● **WHAT THIS TASK INVOLVES**
Could you filter the data below down to the lines that hold the word "JsValue"?
**** MATERIAL TO PROCESS ****
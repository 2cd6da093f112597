//! Chart header component with title and reporting period.

use dioxus::prelude::*;

#[derive(Props, Clone, PartialEq)]
pub struct ChartHeaderProps {
    pub title: String,
    /// Insight being shown, e.g. "campaign/6051"
    #[props(default = String::new())]
    pub insight: String,
    #[props(default = "Last 7 days".to_string())]
    pub period: String,
}

/// Header for the widget showing title, insight id and period.
#[component]
pub fn ChartHeader(props: ChartHeaderProps) -> Element {
    rsx! {
        div {
            style: "margin-bottom: 8px;",
            h3 {
                style: "margin: 0 0 4px 0; font-size: 16px;",
                "{props.title}"
            }
            p {
                style: "margin: 0; font-size: 12px; color: #666;",
                if props.insight.is_empty() {
                    "No insight selected"
                } else {
                    "{props.insight} · {props.period}"
                }
            }
        }
    }
}
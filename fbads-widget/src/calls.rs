//! Managed remote calls.
//!
//! The host tracks one outstanding call per widget instance. Starting a new
//! call for an instance aborts the previous one, so a response that arrives
//! after a re-render can never reach the replaced chart.

use crate::error::RemoteCallFailure;
use crate::LocalBoxFuture;
use futures::future::{AbortHandle, Abortable, Aborted};
use futures::FutureExt;
use serde_json::Value;
use std::cell::{Cell, RefCell};
use std::collections::HashMap;
use std::rc::Rc;

/// Transport for plugin commands.
///
/// Implementations should issue the request when `call` is invoked, not when
/// the returned future is first polled.
pub trait CommandClient {
    fn call(
        &self,
        endpoint: &str,
        method: &str,
        params: Value,
    ) -> LocalBoxFuture<'static, Result<Value, RemoteCallFailure>>;
}

struct Tracked {
    ticket: u64,
    handle: AbortHandle,
}

/// Tracks outstanding calls per widget instance.
///
/// Cheaply cloneable; clones share the same tracking table.
#[derive(Clone)]
pub struct CallManager {
    client: Rc<dyn CommandClient>,
    active: Rc<RefCell<HashMap<String, Tracked>>>,
    next_ticket: Rc<Cell<u64>>,
}

impl CallManager {
    pub fn new(client: impl CommandClient + 'static) -> Self {
        Self::from_rc(Rc::new(client))
    }

    pub fn from_rc(client: Rc<dyn CommandClient>) -> Self {
        Self {
            client,
            active: Rc::new(RefCell::new(HashMap::new())),
            next_ticket: Rc::new(Cell::new(0)),
        }
    }

    /// Handle scoped to one widget instance.
    pub fn for_widget(&self, instance_id: impl Into<String>) -> WidgetCalls {
        WidgetCalls {
            manager: self.clone(),
            instance_id: instance_id.into(),
        }
    }

    /// Number of widget instances with a call in flight.
    pub fn outstanding(&self) -> usize {
        self.active.borrow().len()
    }

    pub fn is_outstanding(&self, instance_id: &str) -> bool {
        self.active.borrow().contains_key(instance_id)
    }

    /// Abort every outstanding call (dashboard teardown).
    pub fn stop_all(&self) {
        for (instance_id, tracked) in self.active.borrow_mut().drain() {
            log::debug!("stopping call for widget {}", instance_id);
            tracked.handle.abort();
        }
    }

    fn release(&self, instance_id: &str, ticket: u64) {
        let mut active = self.active.borrow_mut();
        if active.get(instance_id).map(|t| t.ticket) == Some(ticket) {
            active.remove(instance_id);
        }
    }
}

/// The managed-call API as seen by one widget instance.
#[derive(Clone)]
pub struct WidgetCalls {
    manager: CallManager,
    instance_id: String,
}

impl WidgetCalls {
    pub fn instance_id(&self) -> &str {
        &self.instance_id
    }

    /// Stop this instance's previous call, then start a new one.
    ///
    /// The request is issued before this returns. If it is stopped before it
    /// completes, the returned future resolves to [`RemoteCallFailure::Cancelled`].
    pub fn start_call_stop(
        &self,
        endpoint: &str,
        method: &str,
        params: Value,
    ) -> LocalBoxFuture<'static, Result<Value, RemoteCallFailure>> {
        self.stop();

        let ticket = self.manager.next_ticket.get();
        self.manager.next_ticket.set(ticket + 1);

        let (handle, registration) = AbortHandle::new_pair();
        self.manager
            .active
            .borrow_mut()
            .insert(self.instance_id.clone(), Tracked { ticket, handle });

        log::debug!(
            "widget {} calling {}::{}",
            self.instance_id,
            endpoint,
            method
        );
        let call = Abortable::new(
            self.manager.client.call(endpoint, method, params),
            registration,
        );

        let manager = self.manager.clone();
        let instance_id = self.instance_id.clone();
        async move {
            let result = call.await;
            manager.release(&instance_id, ticket);
            match result {
                Ok(outcome) => outcome,
                Err(Aborted) => Err(RemoteCallFailure::Cancelled),
            }
        }
        .boxed_local()
    }

    /// Abort the outstanding call, if any. Returns whether one was stopped.
    pub fn stop(&self) -> bool {
        let stopped = self.manager.active.borrow_mut().remove(&self.instance_id);
        match stopped {
            Some(tracked) => {
                log::debug!("stopping previous call for widget {}", self.instance_id);
                tracked.handle.abort();
                true
            }
            None => false,
        }
    }
}
//! Host region widget instances mount their charts into.

use dioxus::prelude::*;

/// Props for ChartContainer
#[derive(Props, Clone, PartialEq)]
pub struct ChartContainerProps {
    /// DOM id of the region; widget renders append their chart elements here
    pub id: String,
    /// Whether a remote call is in flight
    #[props(default = false)]
    pub loading: bool,
    #[props(default = 320)]
    pub min_height: u32,
}

/// Widget mount region with a loading overlay.
///
/// The inner element is owned by the widget renders, not by Dioxus; it is
/// never given RSX children so Dioxus does not diff over injected charts.
#[component]
pub fn ChartContainer(props: ChartContainerProps) -> Element {
    let style = format!(
        "min-height: {}px; position: relative; width: 100%;",
        props.min_height
    );
    let opacity = if props.loading { "0.4" } else { "1" };

    rsx! {
        div {
            style: "{style}",
            if props.loading {
                div {
                    style: "position: absolute; top: 50%; left: 50%; transform: translate(-50%, -50%); color: #666; z-index: 1;",
                    "Loading insights..."
                }
            }
            div {
                id: "{props.id}",
                style: "width: 100%; opacity: {opacity};",
            }
        }
    }
}
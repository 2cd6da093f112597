//! Widget configuration as supplied by the dashboard host.

use serde::{Deserialize, Serialize};
use serde_json::{Map, Value};

/// Which chart the widget draws.
#[derive(Debug, Clone, Copy, PartialEq, Eq, Serialize, Deserialize)]
#[serde(rename_all = "lowercase")]
pub enum ChartMode {
    /// Totals for the period, broken down by action type (pie chart).
    Sum,
    /// Daily values over the period (line chart).
    Evolution,
    /// Any other `type` string; renders nothing.
    #[serde(other)]
    Unrecognized,
}

/// Reference to the configured ad-account service, forwarded untouched.
#[derive(Debug, Clone, Default, PartialEq, Serialize, Deserialize)]
pub struct ServiceRef {
    #[serde(default)]
    pub config: Map<String, Value>,
}

/// `{ type, insight, service: { config } }`
#[derive(Debug, Clone, PartialEq, Serialize, Deserialize)]
pub struct WidgetConfig {
    #[serde(rename = "type")]
    pub mode: ChartMode,
    /// Insight identifier, e.g. `"campaign/6051"`.
    pub insight: String,
    #[serde(default)]
    pub service: ServiceRef,
}

impl WidgetConfig {
    /// Parse the host's JSON config object.
    pub fn from_value(value: Value) -> anyhow::Result<Self> {
        Ok(serde_json::from_value(value)?)
    }
}

/// Params of one `get_insights` call. Lives for exactly one call.
#[derive(Debug, Clone, PartialEq, Serialize, Deserialize)]
pub struct InsightQueryParams {
    pub insight_id: String,
    /// Segment by action type instead of by day. True only for [`ChartMode::Sum`].
    pub action_breakdown: bool,
    pub service: ServiceRef,
}

impl InsightQueryParams {
    pub fn new(config: &WidgetConfig, action_breakdown: bool) -> Self {
        Self {
            insight_id: config.insight.clone(),
            action_breakdown,
            service: config.service.clone(),
        }
    }

    pub fn to_value(&self) -> Value {
        // Only string keys and plain JSON values, so serialization cannot fail.
        serde_json::to_value(self).unwrap_or(Value::Null)
    }
}
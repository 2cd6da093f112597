//! Seams to the charting library and to the host's mounting target.

use crate::error::RemoteCallFailure;
use serde::{Deserialize, Serialize};
use serde_json::Value;

/// The two chart types the widget can create.
#[derive(Debug, Clone, Copy, PartialEq, Eq, Hash, Serialize, Deserialize)]
#[serde(rename_all = "lowercase")]
pub enum ChartKind {
    Pie,
    Line,
}

/// Options passed to [`Chart::update_config`]. Unset fields keep the backend default.
#[derive(Debug, Clone, Default, PartialEq, Serialize, Deserialize)]
pub struct ChartOptions {
    /// Inner radius of a pie as a fraction of the outer radius (0 = full pie).
    #[serde(default, skip_serializing_if = "Option::is_none")]
    pub hole: Option<f64>,
}

impl ChartOptions {
    /// Options for a donut chart with the given hole ratio.
    pub fn donut(hole: f64) -> Self {
        Self { hole: Some(hole) }
    }

    /// Overlay `other` on top of `self`, keeping fields `other` leaves unset.
    pub fn merge(&mut self, other: ChartOptions) {
        if other.hole.is_some() {
            self.hole = other.hole;
        }
    }
}

/// A chart instance bound to one mount point.
pub trait Chart {
    fn update_config(&mut self, options: ChartOptions);
    /// Draw the insight result. The value is whatever the remote call returned.
    fn set_data(&mut self, data: Value);
    /// Replace the chart with an error state.
    fn set_error(&mut self, error: RemoteCallFailure);
}

/// Constructs chart instances against a mount point.
pub trait ChartFactory {
    fn create(&self, kind: ChartKind, mount: &MountPoint) -> Box<dyn Chart>;
}

/// A freshly created child element charts render into.
#[derive(Debug, Clone, PartialEq, Eq, Hash)]
pub struct MountPoint {
    /// DOM id of the element.
    pub id: String,
}

impl MountPoint {
    pub fn new(id: impl Into<String>) -> Self {
        Self { id: id.into() }
    }
}

/// Host-provided region a widget instance may populate.
pub trait Container {
    /// Create a new child element under this container.
    fn append_child(&self) -> anyhow::Result<MountPoint>;
}
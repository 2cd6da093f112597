//! Application state managed via Dioxus context.
//!
//! `AppState` bundles the widget configuration being edited and the status of
//! the last render into signals provided via `use_context_provider`. Child
//! components retrieve it with `use_context::<AppState>()`.

use dioxus::prelude::*;
use fbads_widget::RenderOutcome;
use serde_json::json;

/// Shared state of the insights dashboard.
#[derive(Clone, Copy)]
pub struct AppState {
    /// Widget `type`: "sum" or "evolution"
    pub mode: Signal<String>,
    /// Insight identifier, e.g. "campaign/6051"
    pub insight: Signal<String>,
    /// Ad account forwarded in the service config
    pub account: Signal<String>,
    /// Whether a render is waiting for its remote call
    pub loading: Signal<bool>,
    /// Error outside the chart (mount failures)
    pub error_msg: Signal<Option<String>>,
    /// How the last render settled
    pub last_outcome: Signal<Option<RenderOutcome>>,
}

impl AppState {
    /// Create a new AppState with default signal values.
    pub fn new() -> Self {
        Self {
            mode: Signal::new("sum".to_string()),
            insight: Signal::new(String::new()),
            account: Signal::new(String::new()),
            loading: Signal::new(false),
            error_msg: Signal::new(None),
            last_outcome: Signal::new(None),
        }
    }

    /// The host-side JSON config for the current selections.
    pub fn widget_config(&self) -> serde_json::Value {
        json!({
            "type": (self.mode)(),
            "insight": (self.insight)(),
            "service": {"config": {"account": (self.account)()}},
        })
    }
}

impl Default for AppState {
    fn default() -> Self {
        Self::new()
    }
}
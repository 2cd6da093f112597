//! Browser transport for plugin commands, using `fetch`.

use fbads_widget::rpc::{decode_response, endpoint_url, CommandRequest};
use fbads_widget::{CommandClient, LocalBoxFuture, RemoteCallFailure};
use futures::FutureExt;
use serde_json::Value;
use std::cell::Cell;
use std::future::ready;
use wasm_bindgen::{JsCast, JsValue};
use wasm_bindgen_futures::JsFuture;
use web_sys::{Request, RequestInit, Response};

/// Posts `{"id", "method", "params"}` to `<base_url>/<endpoint>`.
pub struct FetchCommandClient {
    base_url: String,
    next_id: Cell<u64>,
}

impl FetchCommandClient {
    /// `base_url` may be empty to call the page's own origin.
    pub fn new(base_url: impl Into<String>) -> Self {
        Self {
            base_url: base_url.into(),
            next_id: Cell::new(1),
        }
    }

    fn build_request(&self, endpoint: &str, method: &str, params: &Value) -> Result<Request, RemoteCallFailure> {
        let id = self.next_id.get();
        self.next_id.set(id + 1);

        let body = CommandRequest::new(id, method, params).to_body()?;
        let opts = RequestInit::new();
        opts.set_method("POST");
        opts.set_body(&JsValue::from_str(&body));

        let url = endpoint_url(&self.base_url, endpoint);
        let request = Request::new_with_str_and_init(&url, &opts).map_err(js_failure)?;
        request
            .headers()
            .set("Content-Type", "application/json")
            .map_err(js_failure)?;
        log::debug!("[FBADS] POST {} #{} {}", url, id, method);
        Ok(request)
    }
}

impl CommandClient for FetchCommandClient {
    fn call(
        &self,
        endpoint: &str,
        method: &str,
        params: Value,
    ) -> LocalBoxFuture<'static, Result<Value, RemoteCallFailure>> {
        // The fetch starts here, before the returned future is polled.
        let started = self
            .build_request(endpoint, method, &params)
            .and_then(|request| start_fetch(&request));
        match started {
            Ok(fetch) => read_response(fetch).boxed_local(),
            Err(e) => ready(Err(e)).boxed_local(),
        }
    }
}

fn start_fetch(request: &Request) -> Result<JsFuture, RemoteCallFailure> {
    let window = web_sys::window()
        .ok_or_else(|| RemoteCallFailure::Transport("no window available".to_string()))?;
    Ok(JsFuture::from(window.fetch_with_request(request)))
}

async fn read_response(fetch: JsFuture) -> Result<Value, RemoteCallFailure> {
    let response: Response = fetch
        .await
        .map_err(js_failure)?
        .dyn_into()
        .map_err(|_| RemoteCallFailure::Transport("fetch did not return a Response".to_string()))?;
    if !response.ok() {
        return Err(RemoteCallFailure::Transport(format!(
            "HTTP {} {}",
            response.status(),
            response.status_text()
        )));
    }

    let text = JsFuture::from(response.text().map_err(js_failure)?)
        .await
        .map_err(js_failure)?;
    let body = text
        .as_string()
        .ok_or_else(|| RemoteCallFailure::Malformed("response body is not text".to_string()))?;
    decode_response(&body)
}

fn js_failure(e: JsValue) -> RemoteCallFailure {
    RemoteCallFailure::Transport(e.as_string().unwrap_or_else(|| format!("{:?}", e)))
}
****
● **YOUR RESPONSE**
use wasm_bindgen::{JsCast, JsValue};
        opts.set_body(&JsValue::from_str(&body));
fn js_failure(e: JsValue) -> RemoteCallFailure {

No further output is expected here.